On our great sweep of the Great Plains, one corner of the trip was a visit to Bent's Fort. It's a reproduction of a big adobe fort that was a hingepoint of history in the first half of the 19th Century, figuring in the fur trade, the Santa Fe Trail, and the Mexican War. When I was a little kid, I used to take a bus to the Capitol building in downtown Denver and go to a museum just across the street. In the museum was a wonderful model of Bent's Fort. At the time I was seriously considering pursuing a career as a mountain man, guide, and explorer. Found that was a trade not in demand, and not a long, long time after that I became a Linotype operator. Should have lit out for the Shining Mountains, as I can't see how computers could've messed up the mountain man trade. I always wanted to see the reproduction built on the site of the fort. It was wonderful.

The fort was built of adobe and sat near the Arkansas River.

The interior is as near original as possible. Like a lot of things historical, the reproduced fort was essentially the product of a bunch of old ladies with an interest in history. Without old ladies, we'd have lost half our history.

Oxen were used as draft animals to pull carts and wagons on the Santa Fe Trail, and they keep a couple on hand so visitors can get an idea about them. Strictly speaking, oxen are simply steers, but this one must stand nearly as tall as me at the shoulder, so it's easy to imagine him pulling a wagon.

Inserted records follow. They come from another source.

fn auth_page(title: &str, button_id: &str, button_label: &str, web_config: &str) -> String {
    let body = format!(
        "<h1>{title}</h1>\
<p id=\"auth-error\" class=\"error\" hidden></p>\
<form onsubmit=\"return false\">\
<p><label>Email <input type=\"email\" id=\"email\" required></label></p>\
<p><label>Password <input type=\"password\" id=\"password\" required></label></p>\
<p><button id=\"{button_id}\">{button_label}</button></p>\
</form>\
<p><a href=\"/\">Back</a></p>\
<script>window.IDENTITY_CONFIG = {web_config};</script>\
<script type=\"module\">\
import {{ initializeApp }} from \"https://www.gstatic.com/firebasejs/9.22.2/firebase-app.js\";\
import {{ getAuth, createUserWithEmailAndPassword, signInWithEmailAndPassword }} from \"https://www.gstatic.com/firebasejs/9.22.2/firebase-auth.js\";\
const auth = getAuth(initializeApp(window.IDENTITY_CONFIG));\
const call = \"{button_id}\" === \"register-btn\" ? createUserWithEmailAndPassword : signInWithEmailAndPassword;\
document.getElementById(\"{button_id}\").addEventListener(\"click\", () => {{\
  call(auth, document.getElementById(\"email\").value, document.getElementById(\"password\").value)\
    .then(cred => cred.user.getIdToken())\
    .then(token => {{ document.cookie = \"token=\" + token + \"; path=/\"; location.href = \"/\"; }})\
    .catch(err => {{ const el = document.getElementById(\"auth-error\"); el.textContent = err.message; el.hidden = false; }});\
}});\
</script>",
        title = escape(title),
        button_id = button_id,
        button_label = escape(button_label),
        web_config = web_config,
    );
    layout(title, &body)
}

pub fn login_page(web_config: &str) -> String {
    auth_page("Log in", "login-btn", "Log in", web_config)
}

pub fn register_page(web_config: &str) -> String {
    auth_page("Register", "register-btn", "Create account", web_config)
}

pub fn new_board_page() -> String {
    layout(
        "New board",
        "<h1>Create a board</h1>\
<form method=\"post\" action=\"/create-board\">\
<p><label>Board name <input type=\"text\" name=\"board_name\" required></label></p>\
<p><button type=\"submit\">Create</button></p>\
</form>\
<p><a href=\"/\">Back</a></p>",
    )
}

pub fn profile_page(user: &User, created_boards: usize, member_boards: usize) -> String {
    let body = format!(
        "<nav><a href=\"/\">Home</a></nav>\
<h1>Profile</h1>\
<ul>\
<li>Name: {}</li>\
<li>Email: {}</li>\
<li>Boards created: {}</li>\
<li>Boards joined: {}</li>\
</ul>",
        escape(&user.name),
        escape(&user.email),
        created_boards,
        member_boards
    );
    layout("Profile", &body)
}

/// Board detail page: stats, task list with per-task actions, member
/// management for the creator.
pub fn board_page(
    board: &Board,
    tasks: &[TaskView],
    members: &[MemberView],
    is_creator: bool,
    active_tasks: usize,
    completed_tasks: usize,
    duplicate_error: bool,
) -> String {
    let board_id = escape(&board.board_id);
    let mut body = format!(
        "<nav><a href=\"/\">Home</a><a href=\"/profile\">Profile</a></nav><h1>{}</h1>",
        escape(&board.name)
    );

    if duplicate_error {
        body.push_str(
            "<p class=\"error\">A task with that title already exists on this board.</p>",
        );
    }

    body.push_str(&format!(
        "<p class=\"muted\">{} tasks - {} active, {} completed</p>",
        active_tasks + completed_tasks,
        active_tasks,
        completed_tasks
    ));

    if is_creator {
        body.push_str(&format!(
            "<form method=\"post\" action=\"/rename-board\" class=\"inline\">\
<input type=\"hidden\" name=\"board_id\" value=\"{board_id}\">\
<input type=\"text\" name=\"new_name\" value=\"{}\" required>\
<button type=\"submit\">Rename</button></form> \
<form method=\"post\" action=\"/delete-board\" class=\"inline\">\
<input type=\"hidden\" name=\"board_id\" value=\"{board_id}\">\
<button type=\"submit\">Delete board</button></form>",
            escape(&board.name)
        ));
    }

    // Assignee options are current members only
    let mut assignee_options =
        String::from("<option value=\"\">Unassigned</option>");
    for member in members {
        assignee_options.push_str(&format!(
            "<option value=\"{}\">{}</option>",
            escape(&member.user_id),
            escape(&member.name)
        ));
    }

    body.push_str(&format!(
        "<h2>Add task</h2>\
<form method=\"post\" action=\"/add-task\">\
<input type=\"hidden\" name=\"board_id\" value=\"{board_id}\">\
<p><label>Title <input type=\"text\" name=\"title\" required></label></p>\
<p><label>Due date <input type=\"date\" name=\"due_date\" required></label></p>\
<p><label>Assign to <select name=\"assigned_to\">{assignee_options}</select></label></p>\
<p><button type=\"submit\">Add task</button></p>\
</form>"
    ));

    body.push_str("<h2>Tasks</h2>");
    if tasks.is_empty() {
        body.push_str("<p class=\"muted\">No tasks yet.</p>");
    } else {
        body.push_str("<ul>");
        for view in tasks {
            let task = &view.task;
            let task_id = escape(&task.task_id);
            let title_class = if task.completed { "done" } else { "" };
            let assignee = match (&view.assignee_name, view.unassigned) {
                (Some(name), false) => escape(name),
                _ => "Unassigned".to_string(),
            };
            let completion = task
                .completion_date
                .as_deref()
                .map(|d| format!(" - completed {}", escape(d)))
                .unwrap_or_default();

            body.push_str(&format!(
                "<li><span class=\"{title_class}\">{}</span> \
<span class=\"muted\">due {} - {}{completion}</span> \
<form method=\"post\" action=\"/toggle-task\" class=\"inline\">\
<input type=\"hidden\" name=\"task_id\" value=\"{task_id}\">\
<input type=\"hidden\" name=\"board_id\" value=\"{board_id}\">\
<button type=\"submit\">{}</button></form> \
<form method=\"post\" action=\"/delete-task\" class=\"inline\">\
<input type=\"hidden\" name=\"task_id\" value=\"{task_id}\">\
<input type=\"hidden\" name=\"board_id\" value=\"{board_id}\">\
<button type=\"submit\">Delete</button></form>\
<details><summary>Edit</summary>\
<form method=\"post\" action=\"/edit-task\">\
<input type=\"hidden\" name=\"task_id\" value=\"{task_id}\">\
<input type=\"hidden\" name=\"board_id\" value=\"{board_id}\">\
<p><label>Title <input type=\"text\" name=\"title\" value=\"{}\" required></label></p>\
<p><label>Due date <input type=\"date\" name=\"due_date\" value=\"{}\" required></label></p>\
<p><label>Assign to <select name=\"assigned_to\">{assignee_options}</select></label></p>\
<p><button type=\"submit\">Save</button></p>\
</form></details></li>",
                escape(&task.title),
                escape(&task.due_date),
                assignee,
                if task.completed {
                    "Mark active"
                } else {
                    "Mark complete"
                },
                escape(&task.title),
                escape(&task.due_date),
            ));
        }
        body.push_str("</ul>");
    }

    body.push_str("<h2>Members</h2><ul>");
    for member in members {
        body.push_str(&format!(
            "<li>{} <span class=\"muted\">{} - joined {}</span>",
            escape(&member.name),
            escape(&member.email),
            escape(member.added_at.get(..10).unwrap_or(&member.added_at))
        ));
        if member.is_creator {
            body.push_str(" <span class=\"badge\">creator</span>");
        } else if is_creator {
            body.push_str(&format!(
                " <form method=\"post\" action=\"/remove-user-from-board\" class=\"inline\">\
<input type=\"hidden\" name=\"board_id\" value=\"{board_id}\">\
<input type=\"hidden\" name=\"user_id\" value=\"{}\">\
<button type=\"submit\">Remove</button></form>",
                escape(&member.user_id)
            ));
        }
        body.push_str("</li>");
    }
    body.push_str("</ul>");

    if is_creator {
        body.push_str(&format!(
            "<h2>Invite</h2>\
<form method=\"post\" action=\"/add-user-to-board\">\
<input type=\"hidden\" name=\"board_id\" value=\"{board_id}\">\
<p><label>Email <input type=\"email\" name=\"user_email\" required></label></p>\
<p><button type=\"submit\">Add member</button></p>\
</form>"
        ));
    }

    layout(&board.name, &body)
}

pub fn error_page(message: &str) -> String {
    layout(
        "Error",
        &format!(
            "<h1>Something went wrong</h1><p>{}</p><p><a href=\"/\">Home</a></p>",
            escape(message)
        ),
    )
}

An intrepid mountain man stands ready to handle a gun to repel attackers if necessary … or work a crossword during the long, dreary hours of standing watch. Note clothing made from fibers of native plants. Countless hours of staring into the relentless sun of the plains have left this rugged old frontiersman with a network of small wrinkles around the eyes.
It was a really cool thing to see, and I'm glad we went. It was the idea of my wife, bless her, who underestimated the distance.

Monday, May 3, 2010

Ayyyy, Califa

I pilfered this vidlink from the comments on Calculated Risk:

Girl talking is like some Saturday Night Live character, but I fear she's for real.

Funny thing happened

to my wife this morning. In the comments section of this story on the Vicad site, she posted to ask the immigration status of the principals in the shooting. The victim has a Nahuatl-sounding name, Caltzontzin, and the little gem pictured in the story, the one accused of doing the shooting, has facial tats like those you see on Mara Salvatrucha gangsters. So, her question, respectfully put, seemed worth asking. She was zapped from the site with a note that she had violated terms.
In this time when the racialist pressure groups are working themselves into a purple frenzy about the new Arizona law and the big papers are damning proponents of the law as evil racists, it seems a reasonable question to ask and bears directly on current events, maybe even illustrating some reasons for a wish for stricter border enforcement. Too bad the Vicad management didn't think so. Maybe the two were born right here in DeTar and went to school at Memorial, right? Truth is, most newspapers will twist themselves into pretzels to avoid telling us details that show immigrants, papered or unpapered, as anything but hard-working saints, just toiling away in their vibrant neighborhoods but ever fearful of the wicked and oppressive immigration enforcers. The story has a new little tag in a short graf telling us that more info will be coming later. The comments section seems to be closed. They really, really, truly want to foster an open discussion of current questions, but don't ever say anything they don't like in this open discussion.

Sunday, May 2, 2010

Road trip, road trip - I

We just made a pretty good one-week run – from **Adrift almost due north for 860 miles to Cuba, Kan., to look at a house that had captured my interest. Little house has around 40 fruit trees, garden beds, and a total of almost an acre and a half of land appended, as documented in the pictures above. Cuba, Kan., is a little bitty town, a Czech and German village, like so many around here, but right up on the Nebraska line. Things are cheap there.
In the spirit of a road trip, we slid on across the Nebraska line to tack on another state.
We spent our first night in Guthrie, Okla., a right pretty place for Okielandia, with lots of old houses and some nice old buildings. Guthrie is worth another look someday.